LYNNWOOD — The economy is a long way from recovery, but Snohomish County is better positioned than most areas of Washington state, members of an economic panel said Wednesday.
Washington still needs to recover 175,000 jobs lost in the recession, said Arun Raha, the state’s chief economist. He added that the state is not expected to return to prerecession employment levels before 2013.
“But Washington state is particularly blessed and particularly Snohomish County because of the presence of aerospace,” Raha said.
He noted that the Boeing Co. has been hiring about 100 people a week for quite some time.
“The tanker program they won is a big plus,” he added, referring to the $30 billion contract to build 179 new refueling tankers for the U.S. Air Force.
Raha noted that Washington has more exports than any other state, mostly because of Boeing, which amounts to about half our exports.
Raha’s comments came in a panel discussion of the region’s economy at the Lynnwood Convention Center, which was sponsored by Economic Alliance Snohomish County.
Another panelist, Michael Parks of Marple’s Letter, an economic newsletter for the Northwest, also talked about the importance of Boeing.
“One thing I have seen in the last year or so is a change in attitude on the part of that major employer,” he said. “It has a much more positive attitude with regard to the Puget Sound workforce.”
He also noted that recent income statistics show that Snohomish County residents are hard workers.

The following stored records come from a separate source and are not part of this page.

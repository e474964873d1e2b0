//! The audio output device interface

use super::packet::AudioPacket;

/// One playback channel, such as a sound card or a recorder sink
///
/// The routing layer owns its outputs and drives them from the
/// playback thread, so implementations must be [`Send`] but never
/// need to be [`Sync`]. An implementation that buffers internally
/// should drain that buffer when it sees an
/// [`End`](super::packet::PacketKind::End) packet; device handles are
/// released by dropping the output.
pub trait AudioOutput: Send {
    /// Name for logs, like "`left`" or "`speaker 2`"
    fn channel_name(&self) -> &str;

    /// Accept one packet for playback
    ///
    /// Called on the playback thread. Implementations should avoid
    /// blocking for longer than a drain interval; a device that
    /// cannot keep up is expected to drop samples itself rather than
    /// stall every other output.
    fn receive(&mut self, packet: AudioPacket);
}
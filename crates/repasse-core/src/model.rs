use serde::{Deserialize, Serialize};

use crate::dates::Period;

/// A municipality returned by the search call.
#[derive(Debug, Clone, PartialEq, Eq, Serialize, Deserialize)]
pub struct Candidate {
    #[serde(rename = "codigo")]
    pub code: u32,
    #[serde(rename = "municipio")]
    pub name: String,
    #[serde(rename = "uf")]
    pub region: String,
}

impl Candidate {
    pub fn new(code: u32, name: impl Into<String>, region: impl Into<String>) -> Self {
        Self {
            code,
            name: name.into(),
            region: region.into(),
        }
    }

    /// Label written into the search field once the candidate is picked.
    pub fn label(&self) -> String {
        format!("{} - {}", self.name, self.region)
    }
}

/// Body of the lookup call.
///
/// Only built from a bound selection, see [`crate::selection::Selection::request_for`].
#[derive(Debug, Clone, PartialEq, Eq, Serialize)]
pub struct LookupRequest {
    codigo: u32,
    nome: String,
    uf: String,
    data_inicio: String,
    data_fim: String,
}

impl LookupRequest {
    pub(crate) fn new(candidate: &Candidate, period: &Period) -> Self {
        Self {
            codigo: candidate.code,
            nome: candidate.name.clone(),
            uf: candidate.region.clone(),
            data_inicio: period.wire_start(),
            data_fim: period.wire_end(),
        }
    }

    pub fn code(&self) -> u32 {
        self.codigo
    }

    pub fn name(&self) -> &str {
        &self.nome
    }

    pub fn region(&self) -> &str {
        &self.uf
    }

    pub fn start(&self) -> &str {
        &self.data_inicio
    }

    pub fn end(&self) -> &str {
        &self.data_fim
    }
}

/// Response of the lookup call. Also the stored form of a history entry.
#[derive(Debug, Clone, PartialEq, Serialize, Deserialize)]
pub struct LookupResult {
    #[serde(rename = "municipio")]
    pub entity_label: String,
    #[serde(rename = "periodo")]
    pub period_label: String,
    pub fpm: f64,
    pub royalties: f64,
    pub todos: f64,
}

impl LookupResult {
    /// One-line summary used by the history list.
    pub fn summary(&self) -> String {
        format!("{} | {}", self.entity_label, self.period_label)
    }
}
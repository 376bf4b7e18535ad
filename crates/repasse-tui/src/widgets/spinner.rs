use ratatui::style::Style;
use ratatui::text::{Line, Span};

const FRAMES: &[&str] = &["⠋", "⠙", "⠹", "⠸", "⠼", "⠴", "⠦", "⠧", "⠇", "⠏"];

/// Braille spinner shown next to in-flight work.
pub struct Spinner {
    tick: usize,
    style: Style,
}

impl Spinner {
    pub fn new(style: Style) -> Self {
        Self { tick: 0, style }
    }

    /// Advance one frame.
    pub fn tick(&mut self) {
        self.tick = (self.tick + 1) % FRAMES.len();
    }

    pub fn frame(&self) -> &'static str {
        FRAMES[self.tick]
    }

    /// The current frame followed by `label`.
    pub fn line<'a>(&self, label: &'a str, label_style: Style) -> Line<'a> {
        Line::from(vec![
            Span::styled(self.frame(), self.style),
            Span::raw(" "),
            Span::styled(label, label_style),
        ])
    }
}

“Everett has always been a blue collar town,” and the statistics support than, Parks said. He noted that 72 percent of the income from Snohomish County residents comes from paychecks, with 14 percent from investments and another 14 percent from transfer payments (government checks such as Social Security).
He said that in neighboring King County, the percentage of income from paychecks is 62 percent.
“A lot of the jingle in their jeans came from work, not transfer payments,” he said of Snohomish County residents.
The final panelist, Cort O’Haver, who’s in charge of commercial banking for Umpqua Bank, said local banks are still reviving, but are in much better shape now.
“I think banks have turned a corner,” he said. “We’re not healed yet, but we’ve turned a corner.”
He said local banks were hammered by the recession and stopped making loans, which hurt local businesses.
“In the last three years they’ve hunkered down, and the best they could do was slow their bleeding,” he said of community banks.
But he said most banks have started to add capital now and make loans, noting that’s how banks make money.
Asked what he was concerned about ahead, O’Haver said new federal banking regulations could be difficult and time consuming for banks to interpret.
Parks said he’s worried about the price of oil, although he noted that it actually could help Boeing directly and Snohomish County indirectly.
“Rising oil prices put more urgency in accelerating replacement aircraft,” he said.
He added that he’s also concerned about the potential of an economic bubble bursting in China.
Raha said he, too, is worried about oil prices because “people have less to spend.”
“The recovery is very fragile,” he said.
On the upside, he said the death of Osama bin Laden boosted our psyches. And he said it’s good news that inflation appears to be contained.